Friday April 11, 2008 2:49 WUSTL 3L
2:53
Bob Morse: 
Some schools are "gaming the rankings" in the sense they spending money to get in better LSATs and hire  more and better more well known profs and with broader repuations and beefing up career offices to help with jobs.  That all could help  schools go up, but    I think students would be helped-not hurt by those steps.  

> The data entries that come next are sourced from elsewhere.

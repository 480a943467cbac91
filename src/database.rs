use std::{borrow::Cow, time::Duration};

use async_trait::async_trait;
use chrono::{DateTime, Utc};
use sqlx::{
    postgres::{PgConnectOptions, PgPoolOptions},
    Connection, Executor, PgPool, Row,
};
use uuid::Uuid;

use crate::models::{
    AnalyticsSummary, Business, BusinessPlatform, BusinessPlatformView, CountByKey, DailyCount,
    LocationCount, NewAnalyticsEvent, NewBusiness, NewReview, NewSubscription, Plan, Review,
    ReviewPlatform, ReviewStats, Setting, SettingType, SubscriptionStatus, User, UserSubscription,
};
use crate::settings::SettingsStore;

const BUSINESS_COLUMNS: &str = r#"
    id,
    user_id,
    slug,
    business_name,
    full_name,
    address,
    state,
    city,
    area,
    pincode,
    mobile_number,
    telephone_number,
    email,
    website,
    description,
    category,
    business_hours,
    latitude,
    longitude,
    is_active,
    total_scans,
    created_at,
    updated_at
"#;

const REVIEW_COLUMNS: &str = r#"
    id,
    business_id,
    customer_name,
    customer_email,
    customer_phone,
    rating,
    review_text,
    ip_address,
    user_agent,
    device_type,
    browser,
    os,
    location,
    is_approved,
    is_featured,
    approved_at,
    approved_by,
    created_at,
    updated_at
"#;

const SUBSCRIPTION_COLUMNS: &str = r#"
    id,
    user_id,
    plan_id,
    subscription_id,
    status,
    amount,
    billing_cycle,
    starts_at,
    ends_at,
    next_billing_date,
    payment_method,
    payment_id,
    payment_details,
    cancelled_at,
    cancellation_reason,
    created_at,
    updated_at
"#;

const PLAN_COLUMNS: &str = r#"
    id,
    name,
    description,
    price,
    billing_cycle,
    business_limit,
    review_limit_per_month,
    analytics_retention_days,
    features,
    is_popular,
    is_active,
    sort_order,
    created_at,
    updated_at
"#;

#[derive(Clone)]
pub struct Database {
    pool: PgPool,
}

By the way these polls are interesting -Show people useare ranking alot and we under weighting bar passage.
Friday April 11, 2008 2:53 Bob Morse
2:54
[Comment From Philly JoePhilly Joe: ] 
Brian Leiter wrote an open letter to you a few weeks back, which I assume you have seen. Without responding to everything, do you think his suggestions/objections have merit? Any plans to take him up on an invitation to discuss improving the rankings? He has been critical of you, but from my layman's point of view he says some things that seem sensible
Friday April 11, 2008 2:54 Philly Joe
2:56
Bob Morse: 
Brian Leiter, is well know in this field and does his own U.S. and Canadian law rankings. We are going to meet and or respond to those with serious suggestions. One point. Leiter is proposing very very significant changes in our ranking methodology, data collection and data used in the rankings.  
Friday April 11, 2008 2:56 Bob Morse
2:56
[Comment From Jake WalkerJake Walker: ] 
Would you be willing to meet with a group of law deans to talk about how to improve the rankings if the ABA hosted such an event?
Friday April 11, 2008 2:56 Jake Walker
2:58
Bob Morse: 

Yes, I appeared at American Assoc. Law Deans meeting 1/07 univited and made such and offer there. I will make now and have it on my blog, too. Yes, we are waiting for law deans to meet with us. We will not read it as an endorsement of the rankings.

Friday April 11, 2008 2:58 Bob Morse
2:59
[Comment From GuestGuest: ] 
What is your opinion on the Cooley rankings? I personally find the rankings to be average at best. After, i graduated from Cooley I was able to start my own solo practice and i'm doing pretty well for myself. But what are some ways you can work in some facots that are used in the cooley rankings such as diversity, e.g.(wgwag) books, tuition, and number of librarians.
Friday April 11, 2008 2:59 Guest
3:01
Bob Morse: 
Cooley ranking (based on memory) taking ABA data and sorting it. USEWS is dong something different.
Friday April 11, 2008 3:01 Bob Morse
3:01
ABAJournal: 
That is all the time we have. I would like to thank Bob Morse again for suggesting this chat and for his honest answers. And thanks to all of you who submitted questions. I am sorry we could not answer everything online. Your participation is most appreciated.
Friday April 11, 2008 3:01 ABAJournal
3:02
Bob Morse: 

I agree thanks. I have enjoyed it and learned a lot, too.